É cada vez mais comum relatos de mulheres serem deixadas por parceiros durante trilhas e atividades ao ar livre, gerando o termo alpine divorce. Casos virais ganham as redes sociais, com relatos de abandono em subidas e quedas de comunicação entre casais.
O caso citado envolve MJ, de 38 anos, que vivenciou a ruptura durante uma viagem a Zion National Park, em Utah. O parceiro acelerou e, ao chegar ao topo, deixou-a para trás com outra pessoa que encontrou pelo caminho.
Em Zion, MJ percebeu que o parceiro não esperava por ela, o que resultou na separação do casal logo após a viagem. O episódio tornou-se símbolo de uma tendência descrita por mulheres e especialistas.
Contexto
Em plataformas como TikTok, usuários descrevem situações semelhantes, incluindo abandono em trilhas, jornadas longas e dificuldade de retorno. Mulheres relatam dependência de parceiros na prática de atividades na natureza.

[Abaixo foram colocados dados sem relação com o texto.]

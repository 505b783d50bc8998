// Copyright (c) 2025 SOLARE S.R.O.
//
// This file is part of FluxION.

//! Table output for sizing and recommendation results.

use battsize_core::{
    BatteryCatalogItem, LIMITED_CATALOG_THRESHOLD, PriceRange, RecommendationResult,
    RecommendedBattery, SizingResult, Tier, ValidationIssue,
};
use comfy_table::{Attribute, Cell, CellAlignment, Color, Table, presets::UTF8_FULL};

/// Formatter for pretty terminal tables
#[derive(Debug)]
pub struct TableFormatter;

impl TableFormatter {
    /// Format a sizing result with its step-by-step breakdown
    pub fn format_sizing(result: &SizingResult) -> String {
        let b = &result.breakdown;
        let mut table = Table::new();
        table.load_preset(UTF8_FULL);
        table.set_header(vec![
            Cell::new("Step").add_attribute(Attribute::Bold),
            Cell::new("Value").add_attribute(Attribute::Bold),
        ]);

        let rows = [
            ("Daily load", format!("{:.2} kWh", b.daily_load_kwh)),
            ("Days of autonomy", b.days_of_autonomy.to_string()),
            ("Base load", format!("{:.2} kWh", b.base_load_kwh)),
            (
                "Winter uplift",
                if b.winter_mode {
                    format!("×{:.2}", b.winter_multiplier)
                } else {
                    "off".to_owned()
                },
            ),
            (
                "Reserve buffer",
                format!("{:.0}% (×{:.2})", b.reserve_buffer * 100.0, b.reserve_multiplier),
            ),
            ("Efficiency", format!("{:.0}%", b.efficiency * 100.0)),
            ("Depth of discharge", format!("{:.0}%", b.dod * 100.0)),
        ];
        for (label, value) in rows {
            table.add_row(vec![Cell::new(label), Cell::new(value)]);
        }

        let totals = [
            ("Load target (AC)", result.load_target_kwh),
            ("Usable capacity needed (DC)", result.battery_usable_needed_kwh),
            ("Nameplate capacity needed", result.battery_nameplate_needed_kwh),
        ];
        for (label, kwh) in totals {
            table.add_row(vec![
                Cell::new(label).add_attribute(Attribute::Bold),
                Cell::new(format!("{kwh:.1} kWh"))
                    .fg(Color::Green)
                    .add_attribute(Attribute::Bold),
            ]);
        }

        let mut output = table.to_string();
        output.push('\n');
        output
    }

    /// Format recommendations as one table per tier
    pub fn format_recommendations(result: &RecommendationResult, target_kwh: f64) -> String {
        let mut output = format!("Recommendations for {target_kwh:.1} kWh usable capacity\n");

        for tier in Tier::all() {
            let candidates = result.tier(*tier);
            output.push_str(&format!("\n{} ({})\n", tier.display_name(), candidates.len()));
            if candidates.is_empty() {
                output.push_str("  No matching batteries\n");
                continue;
            }
            output.push_str(&Self::candidate_table(candidates).to_string());
            output.push('\n');
        }

        let meta = &result.metadata;
        output.push_str(&format!(
            "\n{} of {} catalog batteries matched the filters\n",
            meta.filtered_size, meta.catalog_size
        ));
        if meta.is_limited_catalog {
            output.push_str(&format!(
                "Note: fewer than {LIMITED_CATALOG_THRESHOLD} batteries match, local availability may be broader than this catalog\n"
            ));
        }
        output
    }

    fn candidate_table(candidates: &[RecommendedBattery]) -> Table {
        let mut table = Table::new();
        table.load_preset(UTF8_FULL);
        table.set_header(vec![
            Cell::new("#").add_attribute(Attribute::Bold),
            Cell::new("Battery").add_attribute(Attribute::Bold),
            Cell::new("Chem.").add_attribute(Attribute::Bold),
            Cell::new("Units").add_attribute(Attribute::Bold),
            Cell::new("Usable\n(kWh)").add_attribute(Attribute::Bold),
            Cell::new("Nameplate\n(kWh)").add_attribute(Attribute::Bold),
            Cell::new("Coverage").add_attribute(Attribute::Bold),
            Cell::new("Power\n(kW)").add_attribute(Attribute::Bold),
            Cell::new("Est. price").add_attribute(Attribute::Bold),
        ]);

        for (rank, candidate) in candidates.iter().enumerate() {
            let coverage = Cell::new(format!("{:.1}%", candidate.coverage));
            let coverage = if candidate.is_undersized {
                coverage.fg(Color::Red)
            } else if rank == 0 {
                coverage.fg(Color::Green)
            } else {
                coverage
            };

            table.add_row(vec![
                Cell::new(rank + 1),
                Cell::new(candidate.battery.display_name()),
                Cell::new(candidate.battery.chemistry),
                Cell::new(candidate.count).set_alignment(CellAlignment::Right),
                Cell::new(format!("{:.2}", candidate.total_usable_kwh)),
                Cell::new(format!("{:.2}", candidate.total_nameplate_kwh)),
                coverage,
                Cell::new(
                    candidate
                        .total_continuous_kw
                        .map_or_else(|| "-".to_owned(), |kw| format!("{kw:.1}")),
                ),
                Cell::new(format_price(candidate.estimated_price.as_ref())),
            ]);
        }
        table
    }

    /// Format catalog items as a single table
    pub fn format_catalog(items: &[&BatteryCatalogItem]) -> String {
        let mut table = Table::new();
        table.load_preset(UTF8_FULL);
        table.set_header(vec![
            Cell::new("ID").add_attribute(Attribute::Bold),
            Cell::new("Battery").add_attribute(Attribute::Bold),
            Cell::new("Tier").add_attribute(Attribute::Bold),
            Cell::new("Chem.").add_attribute(Attribute::Bold),
            Cell::new("Usable\n(kWh)").add_attribute(Attribute::Bold),
            Cell::new("Nameplate\n(kWh)").add_attribute(Attribute::Bold),
            Cell::new("Power\n(kW)").add_attribute(Attribute::Bold),
            Cell::new("Warranty").add_attribute(Attribute::Bold),
            Cell::new("Regions").add_attribute(Attribute::Bold),
        ]);

        for item in items {
            let regions = if item.region_availability.global {
                "GLOBAL".to_owned()
            } else {
                item.region_availability
                    .available_regions()
                    .collect::<Vec<_>>()
                    .join(", ")
            };

            table.add_row(vec![
                Cell::new(&item.id),
                Cell::new(item.display_name()),
                Cell::new(item.tier.display_name()),
                Cell::new(item.chemistry),
                Cell::new(format!("{:.2}", item.usable_kwh_per_unit)),
                Cell::new(format!("{:.2}", item.effective_nameplate_kwh())),
                Cell::new(
                    item.continuous_kw_per_unit
                        .map_or_else(|| "-".to_owned(), |kw| format!("{kw:.1}")),
                ),
                Cell::new(
                    item.warranty_years
                        .map_or_else(|| "-".to_owned(), |years| format!("{years} y")),
                ),
                Cell::new(regions),
            ]);
        }

        let mut output = table.to_string();
        output.push_str(&format!("\n{} batteries\n", items.len()));
        output
    }

    /// Format validation warnings, one per line
    pub fn format_warnings(warnings: &[ValidationIssue]) -> String {
        warnings
            .iter()
            .map(|issue| format!("⚠️  {issue}\n"))
            .collect()
    }
}

fn format_price(price: Option<&PriceRange>) -> String {
    match price {
        Some(p) => format!("{} {:.0}-{:.0}", p.currency, p.min, p.max),
        None => "-".to_owned(),
    }
}

#[cfg(test)]
mod tests {
    use super::*;
    use battsize_core::{Catalog, RecommendationInputs, SizingInputs, calculate};

    #[test]
    fn test_format_sizing_shows_totals() {
        let result = calculate(&SizingInputs::new(10.0, 1));
        let output = TableFormatter::format_sizing(&result);

        assert!(output.contains("Load target (AC)"));
        assert!(output.contains("11.5 kWh"));
        assert!(output.contains("12.8 kWh"));
        assert!(output.contains("16.0 kWh"));
        assert!(output.contains("off"));
    }

    #[test]
    fn test_format_recommendations_lists_every_tier() {
        let catalog = Catalog::builtin().unwrap();
        let result = catalog.recommend(&RecommendationInputs::new(10.0).with_location("IN"));
        let output = TableFormatter::format_recommendations(&result, 10.0);

        assert!(output.contains("Premium (0)"));
        assert!(output.contains("No matching batteries"));
        assert!(output.contains("Mid-range"));
        assert!(output.contains("Note: fewer than 8"));
    }

    #[test]
    fn test_format_catalog() {
        let catalog = Catalog::builtin().unwrap();
        let items: Vec<_> = catalog.items().iter().collect();
        let output = TableFormatter::format_catalog(&items);

        assert!(output.contains("tesla-powerwall-3"));
        assert!(output.contains("GLOBAL"));
        assert!(output.contains(&format!("{} batteries", items.len())));
    }

    #[test]
    fn test_format_price() {
        let price = PriceRange {
            min: 2000.0,
            max: 2500.0,
            currency: "USD".to_owned(),
        };
        assert_eq!(format_price(Some(&price)), "USD 2000-2500");
        assert_eq!(format_price(None), "-");
    }
}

Especialistas apontam que o ego masculino, aliado a falhas de comunicação, pode influenciar esse comportamento. A ideia é discutir como expectativas diferentes afetam a dinâmica de um passeio ao ar livre.
Perspectivas
Profissionais da área externa ressaltam que muitas vítimas dependem de recursos ou orientação do parceiro, aumentando a vulnerabilidade. Alguns estudiosos analisam o impacto emocional após o episódio.
Outras fontes destacam que nem todos os casos refletem intenções maliciosas; diferenças de objetivo no passeio e pressões sociais também são citadas como fatores relevantes.
Reflexões
Lideranças femininas em esportes de aventura defendem que estereótipos sobre gênero dificultam a compreensão do tema. A discussão busca evitar generalizações e reconhecer habilidades de mulheres em atividades ao ar livre.
Relatos de episódios passados, inclusive em montanhismo na Europa, também aparecem para embasar debates sobre segurança, comunicação e responsabilidade entre parceiros em trilhas.
MJ, após o episódio, manteve relacionamento estável com alguém que não é frequentador assíduo de atividades ao ar livre. Ela afirma que a prática de caminhadas pode ser desfrutada independentemente da velocidade ou da presença de um parceiro.